## Activity
Count lines holding the string "ComparisonRow" in the data that follows. Reply with one number only.

━━━━━━━━━━━━━━━━━━━━

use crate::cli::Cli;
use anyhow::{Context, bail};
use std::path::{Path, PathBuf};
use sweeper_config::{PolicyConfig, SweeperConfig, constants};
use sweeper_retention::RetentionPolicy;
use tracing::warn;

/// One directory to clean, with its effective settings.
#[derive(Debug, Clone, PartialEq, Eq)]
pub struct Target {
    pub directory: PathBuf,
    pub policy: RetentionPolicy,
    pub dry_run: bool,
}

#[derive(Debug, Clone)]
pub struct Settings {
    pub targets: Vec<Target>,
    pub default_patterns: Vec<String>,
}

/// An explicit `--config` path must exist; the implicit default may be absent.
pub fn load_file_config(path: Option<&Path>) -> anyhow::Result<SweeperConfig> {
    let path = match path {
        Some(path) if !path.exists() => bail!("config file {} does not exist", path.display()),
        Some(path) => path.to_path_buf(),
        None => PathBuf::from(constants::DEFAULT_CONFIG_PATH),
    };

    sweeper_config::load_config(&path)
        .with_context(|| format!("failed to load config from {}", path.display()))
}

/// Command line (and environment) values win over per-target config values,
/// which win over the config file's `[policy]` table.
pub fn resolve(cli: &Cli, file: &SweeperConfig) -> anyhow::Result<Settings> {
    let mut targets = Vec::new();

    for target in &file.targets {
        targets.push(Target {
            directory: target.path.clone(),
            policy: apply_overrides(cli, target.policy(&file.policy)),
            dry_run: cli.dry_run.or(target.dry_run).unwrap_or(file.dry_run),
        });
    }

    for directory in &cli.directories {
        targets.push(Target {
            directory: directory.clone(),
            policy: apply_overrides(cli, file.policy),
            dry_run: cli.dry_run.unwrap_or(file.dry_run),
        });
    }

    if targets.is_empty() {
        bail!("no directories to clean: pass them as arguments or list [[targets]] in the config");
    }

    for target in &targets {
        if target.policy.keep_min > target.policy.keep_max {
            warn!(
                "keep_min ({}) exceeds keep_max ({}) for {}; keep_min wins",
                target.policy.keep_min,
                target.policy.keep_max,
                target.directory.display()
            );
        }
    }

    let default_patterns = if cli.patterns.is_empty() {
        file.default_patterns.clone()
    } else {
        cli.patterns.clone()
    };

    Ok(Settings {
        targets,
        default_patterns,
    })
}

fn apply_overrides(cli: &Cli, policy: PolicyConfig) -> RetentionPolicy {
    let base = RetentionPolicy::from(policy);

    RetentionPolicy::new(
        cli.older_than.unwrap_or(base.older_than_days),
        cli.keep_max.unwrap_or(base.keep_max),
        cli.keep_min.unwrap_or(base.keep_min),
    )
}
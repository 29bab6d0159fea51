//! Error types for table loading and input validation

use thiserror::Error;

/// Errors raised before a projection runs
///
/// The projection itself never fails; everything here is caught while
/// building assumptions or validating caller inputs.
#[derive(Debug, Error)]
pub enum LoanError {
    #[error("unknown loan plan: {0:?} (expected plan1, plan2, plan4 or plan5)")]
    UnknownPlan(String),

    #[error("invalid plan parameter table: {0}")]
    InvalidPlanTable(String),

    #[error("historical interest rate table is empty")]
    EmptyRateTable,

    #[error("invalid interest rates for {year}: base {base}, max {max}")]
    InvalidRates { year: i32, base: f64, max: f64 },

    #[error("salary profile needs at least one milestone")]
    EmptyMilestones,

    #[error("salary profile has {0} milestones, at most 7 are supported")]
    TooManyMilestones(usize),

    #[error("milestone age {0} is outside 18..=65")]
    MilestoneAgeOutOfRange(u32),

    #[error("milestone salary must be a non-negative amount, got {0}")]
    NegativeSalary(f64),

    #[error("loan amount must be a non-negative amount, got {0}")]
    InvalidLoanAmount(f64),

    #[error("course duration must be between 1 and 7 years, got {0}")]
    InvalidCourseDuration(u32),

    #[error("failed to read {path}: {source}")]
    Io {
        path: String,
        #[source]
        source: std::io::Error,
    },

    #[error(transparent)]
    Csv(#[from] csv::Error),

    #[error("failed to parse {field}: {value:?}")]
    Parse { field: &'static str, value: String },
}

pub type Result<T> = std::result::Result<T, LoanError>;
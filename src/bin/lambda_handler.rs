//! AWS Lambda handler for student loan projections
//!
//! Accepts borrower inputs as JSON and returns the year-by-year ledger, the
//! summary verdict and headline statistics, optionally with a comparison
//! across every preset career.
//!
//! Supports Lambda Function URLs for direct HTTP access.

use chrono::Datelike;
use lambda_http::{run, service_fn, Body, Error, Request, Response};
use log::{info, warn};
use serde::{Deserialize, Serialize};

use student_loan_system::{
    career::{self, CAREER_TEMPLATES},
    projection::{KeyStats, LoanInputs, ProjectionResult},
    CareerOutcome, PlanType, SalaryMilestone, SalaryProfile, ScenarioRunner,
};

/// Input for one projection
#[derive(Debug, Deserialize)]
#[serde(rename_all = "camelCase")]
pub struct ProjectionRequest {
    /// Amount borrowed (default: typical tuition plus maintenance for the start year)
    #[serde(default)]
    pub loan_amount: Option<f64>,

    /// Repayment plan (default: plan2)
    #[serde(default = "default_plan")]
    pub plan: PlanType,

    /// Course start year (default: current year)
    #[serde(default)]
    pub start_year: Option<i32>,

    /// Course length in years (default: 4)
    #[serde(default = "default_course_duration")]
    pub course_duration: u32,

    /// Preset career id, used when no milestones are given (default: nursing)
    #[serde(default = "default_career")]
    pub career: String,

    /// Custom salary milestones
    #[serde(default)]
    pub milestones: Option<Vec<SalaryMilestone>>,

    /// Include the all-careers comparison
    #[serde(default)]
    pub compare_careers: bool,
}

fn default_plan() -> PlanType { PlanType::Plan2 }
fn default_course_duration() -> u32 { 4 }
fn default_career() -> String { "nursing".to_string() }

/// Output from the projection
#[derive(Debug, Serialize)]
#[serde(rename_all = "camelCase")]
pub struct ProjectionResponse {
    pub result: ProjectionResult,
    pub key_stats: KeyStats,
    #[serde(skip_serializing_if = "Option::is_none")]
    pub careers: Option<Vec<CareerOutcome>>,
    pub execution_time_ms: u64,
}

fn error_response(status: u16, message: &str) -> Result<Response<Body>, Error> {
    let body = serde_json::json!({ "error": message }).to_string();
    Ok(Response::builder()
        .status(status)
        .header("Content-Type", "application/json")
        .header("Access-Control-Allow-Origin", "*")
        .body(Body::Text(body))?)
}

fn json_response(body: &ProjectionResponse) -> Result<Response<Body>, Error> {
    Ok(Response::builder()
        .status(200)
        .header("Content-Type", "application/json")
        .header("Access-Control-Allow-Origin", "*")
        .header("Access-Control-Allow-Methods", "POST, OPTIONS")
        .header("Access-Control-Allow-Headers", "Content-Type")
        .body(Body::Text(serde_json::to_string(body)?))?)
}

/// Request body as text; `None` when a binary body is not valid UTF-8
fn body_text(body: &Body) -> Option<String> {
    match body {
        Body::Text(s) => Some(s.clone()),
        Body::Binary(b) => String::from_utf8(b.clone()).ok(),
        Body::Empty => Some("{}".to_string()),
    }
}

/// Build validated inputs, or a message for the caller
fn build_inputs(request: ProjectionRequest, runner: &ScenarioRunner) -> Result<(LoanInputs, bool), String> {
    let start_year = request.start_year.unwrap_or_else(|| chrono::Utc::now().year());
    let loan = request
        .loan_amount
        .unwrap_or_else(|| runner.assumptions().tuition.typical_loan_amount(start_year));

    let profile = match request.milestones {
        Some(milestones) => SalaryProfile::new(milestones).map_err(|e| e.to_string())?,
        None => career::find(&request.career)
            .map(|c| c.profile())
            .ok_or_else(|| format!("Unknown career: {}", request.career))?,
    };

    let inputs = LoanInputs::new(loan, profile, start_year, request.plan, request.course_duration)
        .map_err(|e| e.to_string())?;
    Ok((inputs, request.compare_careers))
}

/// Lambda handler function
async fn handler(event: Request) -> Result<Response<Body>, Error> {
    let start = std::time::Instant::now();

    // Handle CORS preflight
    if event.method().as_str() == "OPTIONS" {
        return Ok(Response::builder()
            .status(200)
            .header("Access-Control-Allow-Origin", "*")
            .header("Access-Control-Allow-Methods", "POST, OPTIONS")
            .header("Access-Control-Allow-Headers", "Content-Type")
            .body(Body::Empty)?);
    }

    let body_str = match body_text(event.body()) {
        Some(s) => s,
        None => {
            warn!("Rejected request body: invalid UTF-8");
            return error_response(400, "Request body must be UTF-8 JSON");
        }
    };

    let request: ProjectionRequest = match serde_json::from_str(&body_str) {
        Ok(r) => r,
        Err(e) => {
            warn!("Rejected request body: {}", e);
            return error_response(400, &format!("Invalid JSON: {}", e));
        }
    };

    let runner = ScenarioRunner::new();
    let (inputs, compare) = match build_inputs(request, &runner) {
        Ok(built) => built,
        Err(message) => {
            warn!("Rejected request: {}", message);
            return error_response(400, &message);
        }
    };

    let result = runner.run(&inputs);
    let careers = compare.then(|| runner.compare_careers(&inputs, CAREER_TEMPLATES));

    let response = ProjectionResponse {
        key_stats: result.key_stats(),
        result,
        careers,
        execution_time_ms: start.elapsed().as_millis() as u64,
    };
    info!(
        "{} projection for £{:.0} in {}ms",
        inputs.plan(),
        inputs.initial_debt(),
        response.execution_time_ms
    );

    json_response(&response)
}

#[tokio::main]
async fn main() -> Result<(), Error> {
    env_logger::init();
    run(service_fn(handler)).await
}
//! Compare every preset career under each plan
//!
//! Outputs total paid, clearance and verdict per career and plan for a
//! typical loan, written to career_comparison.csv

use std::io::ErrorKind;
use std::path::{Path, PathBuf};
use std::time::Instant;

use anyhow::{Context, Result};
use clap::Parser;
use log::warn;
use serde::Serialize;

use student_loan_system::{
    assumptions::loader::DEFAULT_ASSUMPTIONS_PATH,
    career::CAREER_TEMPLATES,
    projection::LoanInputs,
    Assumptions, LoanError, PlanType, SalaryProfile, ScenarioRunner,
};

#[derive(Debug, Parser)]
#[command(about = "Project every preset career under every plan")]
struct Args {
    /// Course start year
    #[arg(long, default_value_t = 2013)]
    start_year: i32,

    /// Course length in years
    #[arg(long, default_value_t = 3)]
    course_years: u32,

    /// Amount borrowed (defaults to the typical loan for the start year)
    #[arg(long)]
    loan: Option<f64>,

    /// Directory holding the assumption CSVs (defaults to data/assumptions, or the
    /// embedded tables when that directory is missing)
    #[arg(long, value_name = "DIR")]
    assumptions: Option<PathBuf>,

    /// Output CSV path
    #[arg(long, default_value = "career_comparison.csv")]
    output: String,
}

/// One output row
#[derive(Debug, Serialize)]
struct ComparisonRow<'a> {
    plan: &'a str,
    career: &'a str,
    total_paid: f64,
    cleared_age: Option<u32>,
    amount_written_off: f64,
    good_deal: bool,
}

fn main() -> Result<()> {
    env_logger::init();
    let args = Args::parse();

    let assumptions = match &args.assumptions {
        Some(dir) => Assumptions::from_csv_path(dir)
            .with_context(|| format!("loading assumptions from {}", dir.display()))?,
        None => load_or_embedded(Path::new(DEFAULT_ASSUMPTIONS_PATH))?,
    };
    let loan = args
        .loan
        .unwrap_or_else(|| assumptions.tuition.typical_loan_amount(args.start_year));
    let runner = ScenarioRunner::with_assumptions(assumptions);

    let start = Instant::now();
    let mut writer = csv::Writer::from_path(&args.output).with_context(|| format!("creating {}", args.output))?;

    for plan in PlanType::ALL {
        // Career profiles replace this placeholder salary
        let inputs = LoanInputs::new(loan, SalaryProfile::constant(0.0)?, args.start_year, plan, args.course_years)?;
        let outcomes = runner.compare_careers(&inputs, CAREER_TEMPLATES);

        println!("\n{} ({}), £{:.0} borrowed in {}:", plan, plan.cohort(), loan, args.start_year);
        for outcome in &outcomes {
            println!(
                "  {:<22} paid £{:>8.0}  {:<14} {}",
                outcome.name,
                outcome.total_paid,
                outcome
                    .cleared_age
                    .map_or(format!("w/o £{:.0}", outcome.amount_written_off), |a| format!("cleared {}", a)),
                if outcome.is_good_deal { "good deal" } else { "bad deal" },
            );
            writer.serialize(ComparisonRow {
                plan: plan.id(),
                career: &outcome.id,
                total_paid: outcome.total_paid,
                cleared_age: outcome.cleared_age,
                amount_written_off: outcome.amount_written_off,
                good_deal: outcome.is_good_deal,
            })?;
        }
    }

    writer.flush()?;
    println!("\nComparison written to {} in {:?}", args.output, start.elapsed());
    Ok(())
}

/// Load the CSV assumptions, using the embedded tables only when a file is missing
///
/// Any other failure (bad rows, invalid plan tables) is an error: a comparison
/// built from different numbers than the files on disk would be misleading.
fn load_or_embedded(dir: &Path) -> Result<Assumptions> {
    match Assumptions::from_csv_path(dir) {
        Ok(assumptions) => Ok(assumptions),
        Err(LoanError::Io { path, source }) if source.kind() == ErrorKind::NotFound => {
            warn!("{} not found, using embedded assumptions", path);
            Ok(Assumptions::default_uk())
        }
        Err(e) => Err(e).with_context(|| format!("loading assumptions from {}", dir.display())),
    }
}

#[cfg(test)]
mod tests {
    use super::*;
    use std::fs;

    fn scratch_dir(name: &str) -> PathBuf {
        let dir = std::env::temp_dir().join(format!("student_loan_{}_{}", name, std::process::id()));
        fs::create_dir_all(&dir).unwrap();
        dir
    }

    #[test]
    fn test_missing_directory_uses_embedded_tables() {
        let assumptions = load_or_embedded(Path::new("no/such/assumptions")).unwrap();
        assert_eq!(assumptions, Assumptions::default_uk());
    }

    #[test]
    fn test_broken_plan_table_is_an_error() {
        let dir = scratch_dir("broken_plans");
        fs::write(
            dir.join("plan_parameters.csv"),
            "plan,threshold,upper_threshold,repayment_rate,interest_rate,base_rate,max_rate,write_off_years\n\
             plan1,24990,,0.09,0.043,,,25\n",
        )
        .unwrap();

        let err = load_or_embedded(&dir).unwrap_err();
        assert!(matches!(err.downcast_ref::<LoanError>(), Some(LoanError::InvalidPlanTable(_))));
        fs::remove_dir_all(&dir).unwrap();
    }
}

━━━━━━━━━━━━━━━━━━━━

## Response to the task
2